**Work item**
Write out exactly the first lines of the listing, ending on the line that contains "pub enum ConfigError".

**Information given**
use healthbot_core::session_state::{Level, SessionSettings, read_question_count};
use std::net::SocketAddr;
use std::path::PathBuf;
use std::time::Duration;
use tracing::Level as LogLevel;

/// A custom error type for configuration loading failures.
#[derive(Debug, thiserror::Error)]
pub enum ConfigError {
    #[error("Missing environment variable: {0}")]
    MissingVar(String),
    #[error("Invalid value for environment variable {0}: {1}")]
    InvalidValue(String, String),
}

/// Defines the supported backends for the completion port.
#[derive(Clone, Debug, PartialEq, Eq)]
pub enum Provider {
    OpenAI,
    Gemini,
}

/// Holds all configuration loaded from the environment at startup.
#[derive(Clone, Debug)]
pub struct Config {
    pub bind_address: SocketAddr,
    pub provider: Provider,
    pub openai_api_key: Option<String>,
    pub gemini_api_key: Option<String>,
    pub chat_model: String,
    pub tavily_api_key: Option<String>,
    pub log_level: LogLevel,
    pub prompts_path: PathBuf,
    /// Settings given to sessions created without explicit ones.
    pub default_settings: SessionSettings,
    /// Deadline for each completion or search call. `None` disables it.
    pub port_timeout: Option<Duration>,
}

fn parse_level(var: &str, default: Level) -> Result<Level, ConfigError> {
    match std::env::var(var) {
        Ok(value) => value
            .parse::<Level>()
            .map_err(|e| ConfigError::InvalidValue(var.to_string(), e.to_string())),
        Err(_) => Ok(default),
    }
}

impl Config {
    /// Loads configuration from environment variables.
    pub fn from_env() -> Result<Self, ConfigError> {
        // Only load from .env in non-test mode to avoid contamination
        if !cfg!(test) {
            dotenvy::dotenv().ok();
        }

        let bind_address_str =
            std::env::var("BIND_ADDRESS").unwrap_or_else(|_| "0.0.0.0:3000".to_string());
        let bind_address = bind_address_str
            .parse::<SocketAddr>()
            .map_err(|e| ConfigError::InvalidValue("BIND_ADDRESS".to_string(), e.to_string()))?;

        let provider_str = std::env::var("LLM_PROVIDER").unwrap_or_else(|_| "openai".to_string());
        let provider = match provider_str.to_lowercase().as_str() {
            "openai" => Provider::OpenAI,
            "gemini" => Provider::Gemini,
            other => {
                return Err(ConfigError::InvalidValue(
                    "LLM_PROVIDER".to_string(),
                    format!("'{other}' is not one of: openai, gemini"),
                ));
            }
        };

        let openai_api_key = std::env::var("OPENAI_API_KEY").ok();
        let gemini_api_key = std::env::var("GEMINI_API_KEY").ok();
        let tavily_api_key = std::env::var("TAVILY_API_KEY")
            .ok()
            .filter(|key| !key.trim().is_empty());

        let chat_model = std::env::var("CHAT_MODEL").unwrap_or_else(|_| "gpt-4.1".to_string());

        let log_level_str = std::env::var("RUST_LOG").unwrap_or_else(|_| "INFO".to_string());
        let log_level = log_level_str.parse::<LogLevel>().map_err(|_| {
            ConfigError::InvalidValue(
                "RUST_LOG".to_string(),
                format!("'{}' is not a valid log level", log_level_str),
            )
        })?;

        let prompts_path = std::env::var("PROMPTS_PATH")
            .map(PathBuf::from)
            .unwrap_or_else(|_| PathBuf::from("./prompts"));

        let difficulty = parse_level("DEFAULT_DIFFICULTY", Level::Medium)?;
        let detail_level = parse_level("DEFAULT_DETAIL_LEVEL", Level::Medium)?;
        let question_count = match std::env::var("DEFAULT_QUESTION_COUNT") {
            Ok(value) => read_question_count(&value).ok_or_else(|| {
                ConfigError::InvalidValue(
                    "DEFAULT_QUESTION_COUNT".to_string(),
                    format!("'{value}' is not a number"),
                )
            })?,
            Err(_) => 1,
        };

        let port_timeout = match std::env::var("PORT_TIMEOUT_SECS") {
            Ok(value) => match value.trim().parse::<u64>() {
                Ok(0) => None,
                Ok(secs) => Some(Duration::from_secs(secs)),
                Err(_) => {
                    return Err(ConfigError::InvalidValue(
                        "PORT_TIMEOUT_SECS".to_string(),
                        format!("'{value}' is not a whole number of seconds"),
                    ));
                }
            },
            Err(_) => Some(Duration::from_secs(60)),
        };

        match provider {
            Provider::OpenAI => {
                if openai_api_key.is_none() {
                    return Err(ConfigError::MissingVar(
                        "OPENAI_API_KEY must be set for 'openai' provider".to_string(),
                    ));
                }
            }
            Provider::Gemini => {
                if gemini_api_key.is_none() {
                    return Err(ConfigError::MissingVar(
                        "GEMINI_API_KEY must be set for 'gemini' provider".to_string(),
                    ));
                }
            }
        }

        Ok(Self {
            bind_address,
            provider,
            openai_api_key,
            gemini_api_key,
            chat_model,
            tavily_api_key,
            log_level,
            prompts_path,
            default_settings: SessionSettings {
                difficulty,
                detail_level,
                question_count,
                pause_between_questions: false,
            },
            port_timeout,
        })
    }
}

#[cfg(test)]
mod tests {
    use super::*;
    use serial_test::serial;
    use std::env;

    fn clear_env_vars() {
        unsafe {
            env::remove_var("BIND_ADDRESS");
            env::remove_var("LLM_PROVIDER");
            env::remove_var("OPENAI_API_KEY");
            env::remove_var("GEMINI_API_KEY");
            env::remove_var("TAVILY_API_KEY");
            env::remove_var("CHAT_MODEL");
            env::remove_var("RUST_LOG");
            env::remove_var("PROMPTS_PATH");
            env::remove_var("DEFAULT_DIFFICULTY");
            env::remove_var("DEFAULT_DETAIL_LEVEL");
            env::remove_var("DEFAULT_QUESTION_COUNT");
            env::remove_var("PORT_TIMEOUT_SECS");
        }
    }

    fn set_minimal_env_openai() {
        unsafe {
            env::set_var("LLM_PROVIDER", "openai");
            env::set_var("OPENAI_API_KEY", "test-openai-key");
        }
    }

    #[test]
    fn test_config_error_display() {
        let missing_var = ConfigError::MissingVar("TEST_VAR".to_string());
        assert_eq!(
            format!("{}", missing_var),
            "Missing environment variable: TEST_VAR"
        );

        let invalid_value =
            ConfigError::InvalidValue("TEST_VAR".to_string(), "bad_value".to_string());
        assert_eq!(
            format!("{}", invalid_value),
            "Invalid value for environment variable TEST_VAR: bad_value"
        );
    }

    #[test]
    #[serial]
    fn test_config_from_env_minimal_openai() {
        clear_env_vars();
        set_minimal_env_openai();

        let config = Config::from_env().expect("Config should load successfully");

        assert_eq!(config.bind_address.to_string(), "0.0.0.0:3000");
        assert_eq!(config.provider, Provider::OpenAI);
        assert_eq!(config.openai_api_key, Some("test-openai-key".to_string()));
        assert_eq!(config.gemini_api_key, None);
        assert_eq!(config.tavily_api_key, None);
        assert_eq!(config.chat_model, "gpt-4.1");
        assert_eq!(config.log_level, LogLevel::INFO);
        assert_eq!(config.prompts_path, PathBuf::from("./prompts"));
        assert_eq!(config.default_settings, SessionSettings::default());
        assert_eq!(config.port_timeout, Some(Duration::from_secs(60)));
    }

    #[test]
    #[serial]
    fn test_config_from_env_gemini_provider() {
        clear_env_vars();
        unsafe {
            env::set_var("LLM_PROVIDER", "Gemini");
            env::set_var("GEMINI_API_KEY", "test-gemini-key");
        }

        let config = Config::from_env().expect("Config should load successfully");

        assert_eq!(config.provider, Provider::Gemini);
        assert_eq!(config.gemini_api_key, Some("test-gemini-key".to_string()));
        assert_eq!(config.openai_api_key, None);
    }

    #[test]
    #[serial]
    fn test_config_from_env_custom_values() {
        clear_env_vars();
        set_minimal_env_openai();
        unsafe {
            env::set_var("BIND_ADDRESS", "127.0.0.1:8080");
            env::set_var("TAVILY_API_KEY", "tvly-key");
            env::set_var("CHAT_MODEL", "gpt-4o-mini");
            env::set_var("RUST_LOG", "debug");
            env::set_var("PROMPTS_PATH", "/custom/prompts");
            env::set_var("DEFAULT_DIFFICULTY", "high");
            env::set_var("DEFAULT_DETAIL_LEVEL", "easy");
            env::set_var("DEFAULT_QUESTION_COUNT", "9");
            env::set_var("PORT_TIMEOUT_SECS", "0");
        }

        let config = Config::from_env().expect("Config should load successfully");

        assert_eq!(config.bind_address.to_string(), "127.0.0.1:8080");
        assert_eq!(config.tavily_api_key, Some("tvly-key".to_string()));
        assert_eq!(config.chat_model, "gpt-4o-mini");
        assert_eq!(config.log_level, LogLevel::DEBUG);
        assert_eq!(config.prompts_path, PathBuf::from("/custom/prompts"));
        assert_eq!(config.default_settings.difficulty, Level::Hard);
        assert_eq!(config.default_settings.detail_level, Level::Easy);
        assert_eq!(config.default_settings.question_count, 5);
        assert_eq!(config.port_timeout, None);
    }

    #[test]
    #[serial]
    fn test_config_invalid_bind_address() {
        clear_env_vars();
        set_minimal_env_openai();
        unsafe {
            env::set_var("BIND_ADDRESS", "not-a-valid-address");
        }

        let err = Config::from_env().unwrap_err();
        match err {
            ConfigError::InvalidValue(var, _) => assert_eq!(var, "BIND_ADDRESS"),
            _ => panic!("Expected InvalidValue for BIND_ADDRESS"),
        }
    }

    #[test]
    #[serial]
    fn test_config_invalid_log_level() {
        clear_env_vars();
        set_minimal_env_openai();
        unsafe {
            env::set_var("RUST_LOG", "not-a-level");
        }

        let err = Config::from_env().unwrap_err();
        match err {
            ConfigError::InvalidValue(var, _) => assert_eq!(var, "RUST_LOG"),
            _ => panic!("Expected InvalidValue for RUST_LOG"),
        }
    }

    #[test]
    #[serial]
    fn test_config_invalid_provider_and_levels() {
        clear_env_vars();
        set_minimal_env_openai();
        unsafe {
            env::set_var("LLM_PROVIDER", "anthropic");
        }
        match Config::from_env().unwrap_err() {
            ConfigError::InvalidValue(var, _) => assert_eq!(var, "LLM_PROVIDER"),
            _ => panic!("Expected InvalidValue for LLM_PROVIDER"),
        }

        clear_env_vars();
        set_minimal_env_openai();
        unsafe {
            env::set_var("DEFAULT_DIFFICULTY", "extreme");
        }
        match Config::from_env().unwrap_err() {
            ConfigError::InvalidValue(var, _) => assert_eq!(var, "DEFAULT_DIFFICULTY"),
            _ => panic!("Expected InvalidValue for DEFAULT_DIFFICULTY"),
        }

        clear_env_vars();
        set_minimal_env_openai();
        unsafe {
            env::set_var("PORT_TIMEOUT_SECS", "soon");
        }
        match Config::from_env().unwrap_err() {
            ConfigError::InvalidValue(var, _) => assert_eq!(var, "PORT_TIMEOUT_SECS"),
            _ => panic!("Expected InvalidValue for PORT_TIMEOUT_SECS"),
        }
    }

    #[test]
    #[serial]
    fn test_config_missing_openai_key() {
        clear_env_vars();
        unsafe {
            env::set_var("LLM_PROVIDER", "openai");
        }

        let err = Config::from_env().unwrap_err();
        match err {
            ConfigError::MissingVar(msg) => {
                assert!(msg.contains("OPENAI_API_KEY"));
            }
            _ => panic!("Expected MissingVar for OPENAI_API_KEY"),
        }
    }

    #[test]
    #[serial]
    fn test_config_missing_gemini_key() {
        clear_env_vars();
        unsafe {
            env::set_var("LLM_PROVIDER", "gemini");
        }

        let err = Config::from_env().unwrap_err();
        match err {
            ConfigError::MissingVar(msg) => {
                assert!(msg.contains("GEMINI_API_KEY"));
            }
            _ => panic!("Expected MissingVar for GEMINI_API_KEY"),
        }
    }
}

**Output for this task**
use healthbot_core::session_state::{Level, SessionSettings, read_question_count};
use std::net::SocketAddr;
use std::path::PathBuf;
use std::time::Duration;
use tracing::Level as LogLevel;

/// A custom error type for configuration loading failures.
#[derive(Debug, thiserror::Error)]
pub enum ConfigError {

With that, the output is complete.